Wednesday, August 8, 2007

We're Married Thirty-Two Years



Thirty-two years ago my husband and I were married in a county park. I wore a Gunne Sax prom dress and a sun hat from a local store that I trimmed with lace. I also made the wedding cake, which wasn't so hard to decorate, but was terrifying to transport to the reception in August heat and humidity. Our wedding didn't come close to resembling the affairs I'm invited to lately, or that I see on television on shows like Whose Wedding Is It, Anyway? But we had a good time and the marriage has lasted, so I don't regret not having a more elaborate shebang. At least we had a live dance band.

But the most amazing thing about our wedding had to do with photography, or lack of it. I hired a college friend to take casual pictures, and one of my sisters-in-law took home movies, the Super 8 variety. We didn't see the movies until twenty-five years later. The sister-in-law lived miles away, and eventually became sick with cancer. The movies were stashed in her basement, and after her death, years later, my husband's brother found them and passed them on to us. We didn't have a movie projector or a screen, so we had the films transferred to video tape (which I had tranferred to DVD disk this summer). On our twenty-fifth anniversary we watched a silent home movie of our wedding and reception. It was amazing and sad. There we were in our younger selves, and there were our parents, all gone now, dancing. It was like stepping back for a moment to a very happy day, with everyone there to share it with us. It was almost unbearable.

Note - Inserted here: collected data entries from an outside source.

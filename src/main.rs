use anyhow::Result;
use asmcov::cli::{Cli, Command};
use asmcov::commands;
use asmcov::config::PipelineConfig;
use clap::Parser;
use tracing_subscriber::EnvFilter;

/// Initialize tracing subscriber; progress goes to stderr
fn init_tracing(debug: bool, quiet: bool) {
    let level = if debug {
        tracing::Level::TRACE
    } else if quiet {
        tracing::Level::WARN
    } else {
        tracing::Level::INFO
    };
    tracing_subscriber::fmt()
        .with_env_filter(EnvFilter::from_default_env().add_directive(level.into()))
        .with_writer(std::io::stderr)
        .with_target(false)
        .init();
}

fn main() -> Result<()> {
    let args = Cli::parse();

    init_tracing(args.debug, args.quiet);

    let config = PipelineConfig::load(args.config.as_deref())?;
    tracing::debug!(?config, "Pipeline configuration");

    match &args.command {
        Command::Index(index) => commands::run_index(index, &config),
        Command::Resolve(resolve) => commands::run_resolve(resolve, &config),
        Command::Coverable(coverable) => commands::run_coverable(coverable),
        Command::Covered(covered) => commands::run_covered(covered, &config),
        Command::Compare(compare) => commands::run_compare(compare),
    }
}
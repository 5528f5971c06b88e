//! Address-to-source-line resolution
//!
//! Every indexed instruction is resolved to its inlining chain in fixed-size
//! batches. Two backends implement [`SourceResolver`]:
//! - [`crate::dwarf::DwarfContext`], in-process via the addr2line crate
//! - [`Addr2lineTool`], the binutils `addr2line -p -i` executable
//!
//! Paths are normalized here once so that every later stage can compare
//! them by plain string equality.

use crate::disasm::Address;
use crate::line_table::{LineEntry, LineTable, SourceLine};
use anyhow::{bail, Context, Result};
use clap::ValueEnum;
use serde::Deserialize;
use std::path::{Path, PathBuf};
use std::process::Command;

/// File name reported for addresses without debug info
pub const UNKNOWN_FILE: &str = "??";

const INLINED_PREFIX: &str = " (inlined by) ";

/// One frame as reported by a backend, before normalization
#[derive(Debug, Clone, PartialEq, Eq)]
pub struct RawFrame {
    pub file: String,
    /// `None` when the backend printed `?` or 0
    pub line: Option<u32>,
}

impl RawFrame {
    pub fn new(file: impl Into<String>, line: Option<u32>) -> Self {
        Self {
            file: file.into(),
            line,
        }
    }
}

/// Resolves batches of addresses to inlining chains, innermost frame first
pub trait SourceResolver {
    /// Must return exactly one chain per input address, in input order
    fn resolve_batch(&mut self, addresses: &[Address]) -> Result<Vec<Vec<RawFrame>>>;
}

/// Which resolver implementation to use
#[derive(Debug, Clone, Copy, PartialEq, Eq, Default, ValueEnum, Deserialize)]
#[serde(rename_all = "lowercase")]
pub enum ResolverBackend {
    /// In-process DWARF parsing
    #[default]
    Dwarf,
    /// External binutils addr2line
    Addr2line,
}

/// Rewrites resolver paths relative to the source tree root
#[derive(Debug, Clone, Default, PartialEq, Eq)]
pub struct PathNormalizer {
    source_root: Option<String>,
}

impl PathNormalizer {
    pub fn new(source_root: Option<&Path>) -> Self {
        Self {
            source_root: source_root
                .map(|root| root.to_string_lossy().trim_end_matches('/').to_string()),
        }
    }

    /// Use the directory containing the binary as the source root
    pub fn for_binary(binary: &Path) -> Self {
        Self::new(binary.parent().filter(|p| !p.as_os_str().is_empty()))
    }

    /// Strip the source root, drop `.` and empty segments, keep a leading `/`
    pub fn normalize(&self, path: &str) -> String {
        let relative = self
            .source_root
            .as_deref()
            .and_then(|root| path.strip_prefix(root))
            .filter(|rest| rest.is_empty() || rest.starts_with('/'))
            .unwrap_or(path);
        relative
            .split('/')
            .filter(|segment| !segment.is_empty() && *segment != ".")
            .fold(String::new(), |mut out, segment| {
                out.push('/');
                out.push_str(segment);
                out
            })
    }
}

/// Turn a backend chain into a line table entry
///
/// Frames without a usable line number are dropped; a chain whose innermost
/// frame is `??`, or that ends up empty, is unresolved.
pub fn to_line_entry(chain: Vec<RawFrame>, normalizer: &PathNormalizer) -> LineEntry {
    if chain.first().map_or(true, |frame| frame.file == UNKNOWN_FILE) {
        return LineEntry::Unknown;
    }
    let frames = chain
        .into_iter()
        .filter(|frame| frame.file != UNKNOWN_FILE)
        .filter_map(|frame| match frame.line {
            Some(line) if line > 0 => Some(SourceLine::new(normalizer.normalize(&frame.file), line)),
            _ => None,
        })
        .collect();
    LineEntry::from_chain(frames)
}

#[derive(Debug, Clone, Default, PartialEq, Eq)]
pub struct ResolveStats {
    pub addresses: usize,
    pub batches: usize,
    pub unknown: usize,
}

/// Resolve every address of the instruction order
pub fn resolve_all(
    order: &[Address],
    resolver: &mut dyn SourceResolver,
    batch_size: usize,
    normalizer: &PathNormalizer,
) -> Result<(LineTable, ResolveStats)> {
    if batch_size == 0 {
        bail!("Resolver batch size must be greater than zero");
    }

    let mut table = LineTable::new();
    let mut stats = ResolveStats::default();
    let batch_count = order.len().div_ceil(batch_size);

    for batch in order.chunks(batch_size) {
        let chains = resolver.resolve_batch(batch)?;
        if chains.len() != batch.len() {
            bail!(
                "Resolver returned {} results for {} addresses",
                chains.len(),
                batch.len()
            );
        }
        for (address, chain) in batch.iter().zip(chains) {
            let entry = to_line_entry(chain, normalizer);
            if entry.is_unknown() {
                stats.unknown += 1;
            }
            table.insert(*address, entry);
        }
        stats.batches += 1;
        stats.addresses += batch.len();
        tracing::info!(
            "{} of {} batches ({}%)",
            stats.batches,
            batch_count,
            stats.batches * 100 / batch_count
        );
    }

    Ok((table, stats))
}

/// Parse `file:line` as printed by `addr2line -p`
///
/// The split uses the last colon. Anything after the line number, such as
/// ` (discriminator 3)`, is ignored.
fn parse_location(text: &str) -> RawFrame {
    let location = text.split(' ').next().unwrap_or("");
    match location.rsplit_once(':') {
        Some((file, line)) => RawFrame::new(file, line.parse().ok()),
        None => RawFrame::new(location, None),
    }
}

/// Split `addr2line -p -i` output into one chain per queried address
pub fn parse_addr2line_output(output: &str) -> Vec<Vec<RawFrame>> {
    let mut chains: Vec<Vec<RawFrame>> = Vec::new();
    for line in output.lines() {
        if line.trim().is_empty() {
            continue;
        }
        match line.strip_prefix(INLINED_PREFIX) {
            Some(inlined) => match chains.last_mut() {
                Some(chain) => chain.push(parse_location(inlined)),
                None => tracing::warn!("Inlined frame without a leading location: {}", line),
            },
            None => chains.push(vec![parse_location(line)]),
        }
    }
    chains
}

/// Runs the external `addr2line` executable once per batch
#[derive(Debug, Clone)]
pub struct Addr2lineTool {
    program: PathBuf,
    binary: PathBuf,
}

impl Addr2lineTool {
    pub fn new(program: impl Into<PathBuf>, binary: impl Into<PathBuf>) -> Self {
        Self {
            program: program.into(),
            binary: binary.into(),
        }
    }
}

impl SourceResolver for Addr2lineTool {
    fn resolve_batch(&mut self, addresses: &[Address]) -> Result<Vec<Vec<RawFrame>>> {
        let output = Command::new(&self.program)
            .args(["-p", "-i", "-C", "-e"])
            .arg(&self.binary)
            .args(addresses.iter().map(|address| format!("{:#x}", address)))
            .output()
            .with_context(|| format!("Failed to run {}", self.program.display()))?;

        if !output.status.success() {
            bail!(
                "{} exited with {}: {}",
                self.program.display(),
                output.status,
                String::from_utf8_lossy(&output.stderr).trim()
            );
        }

        Ok(parse_addr2line_output(&String::from_utf8_lossy(
            &output.stdout,
        )))
    }
}

#[cfg(test)]
mod tests {
    use super::*;
    use std::collections::HashMap;

    /// Resolver backed by a fixed map, for exercising batching
    struct MapResolver {
        chains: HashMap<Address, Vec<RawFrame>>,
        batch_sizes: Vec<usize>,
    }

    impl SourceResolver for MapResolver {
        fn resolve_batch(&mut self, addresses: &[Address]) -> Result<Vec<Vec<RawFrame>>> {
            self.batch_sizes.push(addresses.len());
            Ok(addresses
                .iter()
                .map(|a| {
                    self.chains
                        .get(a)
                        .cloned()
                        .unwrap_or_else(|| vec![RawFrame::new("??", None)])
                })
                .collect())
        }
    }

    #[test]
    fn test_normalize_strips_root_and_dot_segments() {
        let normalizer = PathNormalizer::new(Some(Path::new("/opt/kernel/linux")));
        assert_eq!(
            normalizer.normalize("/opt/kernel/linux/./fs/open.c"),
            "/fs/open.c"
        );
        assert_eq!(
            normalizer.normalize("/opt/kernel/linux/include/linux//file.h"),
            "/include/linux/file.h"
        );
        assert_eq!(normalizer.normalize("/usr/include/stdio.h"), "/usr/include/stdio.h");
        assert_eq!(
            normalizer.normalize("/opt/kernel/linux-next/fs/open.c"),
            "/opt/kernel/linux-next/fs/open.c"
        );
    }

    #[test]
    fn test_normalizer_for_binary_uses_parent() {
        let normalizer = PathNormalizer::for_binary(Path::new("/opt/kernel/linux/vmlinux"));
        assert_eq!(normalizer.normalize("/opt/kernel/linux/mm/slab.c"), "/mm/slab.c");
        assert_eq!(
            PathNormalizer::for_binary(Path::new("vmlinux")),
            PathNormalizer::default()
        );
    }

    #[test]
    fn test_parse_addr2line_output_groups_inlined_frames() {
        let output = "/src/include/linux/file.h:60\n \
                      (inlined by) /src/fs/open.c:165\n\
                      /src/fs/open.c:170 (discriminator 2)\n\
                      ??:?\n\
                      ??:0\n";
        let chains = parse_addr2line_output(output);
        assert_eq!(chains.len(), 4);
        assert_eq!(
            chains[0],
            vec![
                RawFrame::new("/src/include/linux/file.h", Some(60)),
                RawFrame::new("/src/fs/open.c", Some(165)),
            ]
        );
        assert_eq!(chains[1], vec![RawFrame::new("/src/fs/open.c", Some(170))]);
        assert_eq!(chains[2], vec![RawFrame::new("??", None)]);
        assert_eq!(chains[3], vec![RawFrame::new("??", Some(0))]);
    }

    #[test]
    fn test_to_line_entry() {
        let normalizer = PathNormalizer::new(Some(Path::new("/src")));
        assert!(to_line_entry(vec![RawFrame::new("??", None)], &normalizer).is_unknown());
        assert!(to_line_entry(Vec::new(), &normalizer).is_unknown());
        assert!(to_line_entry(vec![RawFrame::new("/src/a.c", Some(0))], &normalizer).is_unknown());

        let entry = to_line_entry(
            vec![
                RawFrame::new("/src/./a.h", Some(3)),
                RawFrame::new("/src/b.c", None),
                RawFrame::new("/src/c.c", Some(9)),
            ],
            &normalizer,
        );
        assert_eq!(
            entry,
            LineEntry::Resolved(vec![SourceLine::new("/a.h", 3), SourceLine::new("/c.c", 9)])
        );
    }

    #[test]
    fn test_resolve_all_batches() {
        let mut resolver = MapResolver {
            chains: HashMap::from([(0x10, vec![RawFrame::new("/src/a.c", Some(1))])]),
            batch_sizes: Vec::new(),
        };
        let order: Vec<Address> = (0..5).map(|i| 0x10 + i * 4).collect();
        let normalizer = PathNormalizer::new(Some(Path::new("/src")));

        let (table, stats) = resolve_all(&order, &mut resolver, 2, &normalizer).unwrap();

        assert_eq!(resolver.batch_sizes, vec![2, 2, 1]);
        assert_eq!(table.len(), 5);
        assert_eq!(stats.unknown, 4);
        assert_eq!(stats.batches, 3);
        assert_eq!(
            table.get(0x10),
            Some(&LineEntry::Resolved(vec![SourceLine::new("/a.c", 1)]))
        );
    }

    #[test]
    fn test_resolve_all_rejects_zero_batch_size() {
        let mut resolver = MapResolver {
            chains: HashMap::new(),
            batch_sizes: Vec::new(),
        };
        assert!(resolve_all(&[0x10], &mut resolver, 0, &PathNormalizer::default()).is_err());
    }

    #[test]
    fn test_resolve_all_rejects_short_results() {
        struct Short;
        impl SourceResolver for Short {
            fn resolve_batch(&mut self, _: &[Address]) -> Result<Vec<Vec<RawFrame>>> {
                Ok(Vec::new())
            }
        }
        let result = resolve_all(&[0x10], &mut Short, 10, &PathNormalizer::default());
        assert!(result.is_err());
    }

    #[test]
    fn test_addr2line_tool_missing_program() {
        let mut tool = Addr2lineTool::new("/nonexistent/addr2line", "/nonexistent/vmlinux");
        assert!(tool.resolve_batch(&[0x10]).is_err());
    }
}
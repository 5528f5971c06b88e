//! DWARF debug info parsing for line resolution
//!
//! Maps instruction addresses to their full inlining chain using the
//! addr2line crate, without spawning the binutils tool.

use crate::disasm::Address;
use crate::resolver::{RawFrame, SourceResolver, UNKNOWN_FILE};
use anyhow::{Context, Result};
use object::{Object, ObjectSection};
use std::fs::File;
use std::path::Path;

/// DWARF debug info context for a binary
pub struct DwarfContext {
    /// addr2line context for DWARF lookups
    context: addr2line::Context<gimli::EndianRcSlice<gimli::RunTimeEndian>>,
}

impl DwarfContext {
    /// Load DWARF debug info from an ELF binary
    pub fn load(binary_path: &Path) -> Result<Self> {
        // Verify binary exists
        if !binary_path.exists() {
            anyhow::bail!("Binary does not exist: {}", binary_path.display());
        }

        // Open and parse ELF binary
        let file = File::open(binary_path)
            .with_context(|| format!("Failed to open binary: {}", binary_path.display()))?;

        let mmap = unsafe { memmap2::Mmap::map(&file) }.context("Failed to memory-map binary")?;

        let object = object::File::parse(&*mmap).context("Failed to parse ELF binary")?;

        let endian = if object.is_little_endian() {
            gimli::RunTimeEndian::Little
        } else {
            gimli::RunTimeEndian::Big
        };

        // Sections are copied out of the mapping so the context owns its data
        let load_section =
            |id: gimli::SectionId| -> Result<gimli::EndianRcSlice<gimli::RunTimeEndian>> {
                let data = object
                    .section_by_name(id.name())
                    .and_then(|section| section.uncompressed_data().ok())
                    .unwrap_or(std::borrow::Cow::Borrowed(&[]));
                let bytes: std::rc::Rc<[u8]> = std::rc::Rc::from(data.into_owned());
                Ok(gimli::EndianRcSlice::new(bytes, endian))
            };

        let dwarf = gimli::Dwarf::load(&load_section).context(
            "Failed to load DWARF sections - binary may not have debug symbols. Compile with -g flag.",
        )?;

        let context =
            addr2line::Context::from_dwarf(dwarf).context("Failed to create DWARF context")?;

        Ok(Self { context })
    }

    /// Inlining chain for one address, innermost frame first
    ///
    /// Falls back to the plain line table when no function DIE covers the
    /// address. An address with no location at all yields `??`.
    pub fn frames(&self, address: Address) -> Result<Vec<RawFrame>> {
        let mut chain = Vec::new();

        let mut frames = self
            .context
            .find_frames(address)
            .skip_all_loads()
            .with_context(|| format!("Failed to read frames for {:#x}", address))?;
        while let Some(frame) = frames
            .next()
            .with_context(|| format!("Corrupt inline info at {:#x}", address))?
        {
            if let Some(location) = frame.location {
                chain.push(RawFrame::new(
                    location.file.unwrap_or(UNKNOWN_FILE),
                    location.line,
                ));
            }
        }

        if chain.is_empty() {
            if let Ok(Some(location)) = self.context.find_location(address) {
                chain.push(RawFrame::new(
                    location.file.unwrap_or(UNKNOWN_FILE),
                    location.line,
                ));
            }
        }

        if chain.is_empty() {
            chain.push(RawFrame::new(UNKNOWN_FILE, None));
        }
        Ok(chain)
    }
}

impl SourceResolver for DwarfContext {
    fn resolve_batch(&mut self, addresses: &[Address]) -> Result<Vec<Vec<RawFrame>>> {
        addresses.iter().map(|address| self.frames(*address)).collect()
    }
}
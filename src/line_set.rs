//! Sets of source lines grouped by file
//!
//! Used for both the coverable universe and the reconstructed coverage.
//! Files and lines iterate in ascending order so rendered output is stable.

use crate::line_table::SourceLine;
use serde::Serialize;
use std::collections::{BTreeMap, BTreeSet};

#[derive(Debug, Clone, Default, PartialEq, Eq, Serialize)]
pub struct LineSet {
    files: BTreeMap<String, BTreeSet<u32>>,
}

impl LineSet {
    pub fn new() -> Self {
        Self::default()
    }

    /// Add a line, returning true if it was not present
    pub fn insert(&mut self, file: &str, line: u32) -> bool {
        match self.files.get_mut(file) {
            Some(lines) => lines.insert(line),
            None => {
                self.files.insert(file.to_string(), BTreeSet::from([line]));
                true
            }
        }
    }

    pub fn insert_frames(&mut self, frames: &[SourceLine]) {
        for frame in frames {
            self.insert(&frame.file, frame.line);
        }
    }

    /// Register a file with no lines yet
    pub fn ensure_file(&mut self, file: &str) {
        if !self.files.contains_key(file) {
            self.files.insert(file.to_string(), BTreeSet::new());
        }
    }

    pub fn contains(&self, file: &str, line: u32) -> bool {
        self.files
            .get(file)
            .is_some_and(|lines| lines.contains(&line))
    }

    pub fn lines(&self, file: &str) -> Option<&BTreeSet<u32>> {
        self.files.get(file)
    }

    pub fn iter(&self) -> impl Iterator<Item = (&str, &BTreeSet<u32>)> {
        self.files.iter().map(|(file, lines)| (file.as_str(), lines))
    }

    pub fn file_count(&self) -> usize {
        self.files.len()
    }

    pub fn line_count(&self) -> usize {
        self.files.values().map(BTreeSet::len).sum()
    }

    pub fn is_empty(&self) -> bool {
        self.files.is_empty()
    }

    /// True if every line of `self` is also in `other`
    pub fn is_subset(&self, other: &LineSet) -> bool {
        self.files.iter().all(|(file, lines)| {
            other
                .files
                .get(file)
                .is_some_and(|theirs| lines.is_subset(theirs))
        })
    }
}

Anyway, we're off today for a couple days in a nice inn with an excellent restaurant. We'll bicycle, play some scrabble, read, drink some wine, and remember that happy day thirty-two years ago.

Monday, August 6, 2007

Market Artistry




I haven't felt very creative lately. Obsessive compulsive person that I am I've been working on family history and scanning old photos. But recently I walked out to the Janesville Farmers Market, thinking to get some sun, see some friends, and maybe find something good to eat. I am always amazed and pleased by how some vendors display their produce. This display was created by a young man with a green thumb and an eye for design. It brought to mind our senior high school motto, "To do a common thing uncommonly well."

Friday, August 3, 2007

August Surprises




August is the time when I begin to lose interest in fertlizing, weeding and watering in my garden, but there are still surprises to be found there. Yesterday my husband called me to the deck to see a strange creature, a walking stick. They are from the Phasmatodea order of insects, of which there are over 2,000 varieties worldwide. I think there are only about ten types in North America. We both got down on our knees with a magnifying glass to look at this critter. It appears to have only four legs, but we discovered that the little pincers in front are actually the other two legs, It was probably headed out to munch my roses, but I didn't bother the insect, who looks like a magically animated twig.

Naked lady. Ghost lily. Resurrection lily. Magic lily. Surprise lily. I can't remember who gave me my first bulb, but at a time when most of my other flowers have started to dry up these luminous pink flowers shoot out of the ground and boom seweetly under the trees. I understand they were imported from Japan and were popular in the 1800s. They are actually not a lily, but rather an amaryllis, Latin name Lycoris squamigera. In the spring they send up vigrous green strappy leaves that die away completely in the late spring and summer. But then in August, often after a rain, the stalks shoot out of the ground and are soon topped with pale pink blooms, tinged with lavender, and with a glowing yellow center. In the evening they have a sweet scent, not so strong a perfume as the Stargazer lilies, but still pleasant. I like them because they are hard to kill, and they like the dry shade under my maple. I mix them in with my hostas, because when they bloom they have no leaves, and the hostas provide some clothing for my naked ladies of August.